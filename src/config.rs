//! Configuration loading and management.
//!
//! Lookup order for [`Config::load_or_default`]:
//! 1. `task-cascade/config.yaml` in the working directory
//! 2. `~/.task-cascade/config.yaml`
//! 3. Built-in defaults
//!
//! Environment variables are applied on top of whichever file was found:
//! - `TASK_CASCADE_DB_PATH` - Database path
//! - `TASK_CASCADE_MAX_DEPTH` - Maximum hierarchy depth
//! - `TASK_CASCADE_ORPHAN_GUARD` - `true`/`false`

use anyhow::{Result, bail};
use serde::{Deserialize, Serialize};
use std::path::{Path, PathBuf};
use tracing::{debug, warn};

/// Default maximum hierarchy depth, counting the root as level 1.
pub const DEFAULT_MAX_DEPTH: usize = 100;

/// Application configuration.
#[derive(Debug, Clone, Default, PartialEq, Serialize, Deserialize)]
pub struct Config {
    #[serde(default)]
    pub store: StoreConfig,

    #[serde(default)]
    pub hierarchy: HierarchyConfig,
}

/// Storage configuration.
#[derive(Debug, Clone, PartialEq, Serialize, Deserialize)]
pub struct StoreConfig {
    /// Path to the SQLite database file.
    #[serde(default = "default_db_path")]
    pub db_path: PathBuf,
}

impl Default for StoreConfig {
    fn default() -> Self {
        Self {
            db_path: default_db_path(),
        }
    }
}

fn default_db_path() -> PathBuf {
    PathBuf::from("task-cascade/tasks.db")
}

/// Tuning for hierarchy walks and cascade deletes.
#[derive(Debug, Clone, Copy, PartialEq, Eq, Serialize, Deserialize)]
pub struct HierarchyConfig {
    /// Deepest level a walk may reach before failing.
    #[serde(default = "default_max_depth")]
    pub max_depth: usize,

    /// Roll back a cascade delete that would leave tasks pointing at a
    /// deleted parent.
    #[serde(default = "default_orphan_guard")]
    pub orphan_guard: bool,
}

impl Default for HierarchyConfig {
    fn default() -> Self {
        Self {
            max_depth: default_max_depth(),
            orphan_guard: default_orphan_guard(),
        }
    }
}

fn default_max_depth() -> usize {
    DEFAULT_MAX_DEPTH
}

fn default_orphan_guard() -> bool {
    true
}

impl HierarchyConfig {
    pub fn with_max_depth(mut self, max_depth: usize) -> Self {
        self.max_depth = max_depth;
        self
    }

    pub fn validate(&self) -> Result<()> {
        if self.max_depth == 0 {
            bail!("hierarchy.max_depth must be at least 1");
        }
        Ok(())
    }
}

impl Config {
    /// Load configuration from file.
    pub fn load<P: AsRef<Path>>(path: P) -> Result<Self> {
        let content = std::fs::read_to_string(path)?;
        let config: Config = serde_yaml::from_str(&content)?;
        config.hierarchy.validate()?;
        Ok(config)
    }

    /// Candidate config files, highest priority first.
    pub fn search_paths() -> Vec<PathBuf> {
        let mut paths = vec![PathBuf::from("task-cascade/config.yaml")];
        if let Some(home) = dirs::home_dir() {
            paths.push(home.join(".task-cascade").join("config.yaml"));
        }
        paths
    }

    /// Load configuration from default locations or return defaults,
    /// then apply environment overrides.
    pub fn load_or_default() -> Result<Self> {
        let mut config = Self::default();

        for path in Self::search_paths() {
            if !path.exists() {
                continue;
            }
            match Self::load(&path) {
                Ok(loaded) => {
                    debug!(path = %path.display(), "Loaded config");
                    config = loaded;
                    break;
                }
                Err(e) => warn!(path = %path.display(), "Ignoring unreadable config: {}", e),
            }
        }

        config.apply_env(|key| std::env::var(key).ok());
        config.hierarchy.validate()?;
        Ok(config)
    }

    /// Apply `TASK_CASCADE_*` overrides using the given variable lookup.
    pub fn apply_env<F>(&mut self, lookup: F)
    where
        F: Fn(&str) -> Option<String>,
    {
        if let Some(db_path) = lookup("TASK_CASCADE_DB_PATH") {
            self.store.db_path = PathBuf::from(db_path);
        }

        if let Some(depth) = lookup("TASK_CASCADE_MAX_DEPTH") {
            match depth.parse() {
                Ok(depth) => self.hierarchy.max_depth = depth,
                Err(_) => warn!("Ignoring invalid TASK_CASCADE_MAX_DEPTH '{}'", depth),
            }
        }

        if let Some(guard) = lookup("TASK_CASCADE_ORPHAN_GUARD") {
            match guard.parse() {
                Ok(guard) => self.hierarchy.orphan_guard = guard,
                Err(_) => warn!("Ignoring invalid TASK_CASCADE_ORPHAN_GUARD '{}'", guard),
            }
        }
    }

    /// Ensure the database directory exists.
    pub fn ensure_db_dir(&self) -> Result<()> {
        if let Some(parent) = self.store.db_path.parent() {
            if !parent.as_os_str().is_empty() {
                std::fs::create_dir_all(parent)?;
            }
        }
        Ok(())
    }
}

☆ ☆ ☆ ☆ ☆

_THE PROBLEM:_ What is needed is an exact copy of the lines from the one containing "config = loaded;" through the final line of the data, both included, and nothing more.

_TASK OUTPUT:_
                    config = loaded;
                    break;
                }
                Err(e) => warn!(path = %path.display(), "Ignoring unreadable config: {}", e),
            }
        }

        config.apply_env(|key| std::env::var(key).ok());
        config.hierarchy.validate()?;
        Ok(config)
    }

    /// Apply `TASK_CASCADE_*` overrides using the given variable lookup.
    pub fn apply_env<F>(&mut self, lookup: F)
    where
        F: Fn(&str) -> Option<String>,
    {
        if let Some(db_path) = lookup("TASK_CASCADE_DB_PATH") {
            self.store.db_path = PathBuf::from(db_path);
        }

        if let Some(depth) = lookup("TASK_CASCADE_MAX_DEPTH") {
            match depth.parse() {
                Ok(depth) => self.hierarchy.max_depth = depth,
                Err(_) => warn!("Ignoring invalid TASK_CASCADE_MAX_DEPTH '{}'", depth),
            }
        }

        if let Some(guard) = lookup("TASK_CASCADE_ORPHAN_GUARD") {
            match guard.parse() {
                Ok(guard) => self.hierarchy.orphan_guard = guard,
                Err(_) => warn!("Ignoring invalid TASK_CASCADE_ORPHAN_GUARD '{}'", guard),
            }
        }
    }

    /// Ensure the database directory exists.
    pub fn ensure_db_dir(&self) -> Result<()> {
        if let Some(parent) = self.store.db_path.parent() {
            if !parent.as_os_str().is_empty() {
                std::fs::create_dir_all(parent)?;
            }
        }
        Ok(())
    }
}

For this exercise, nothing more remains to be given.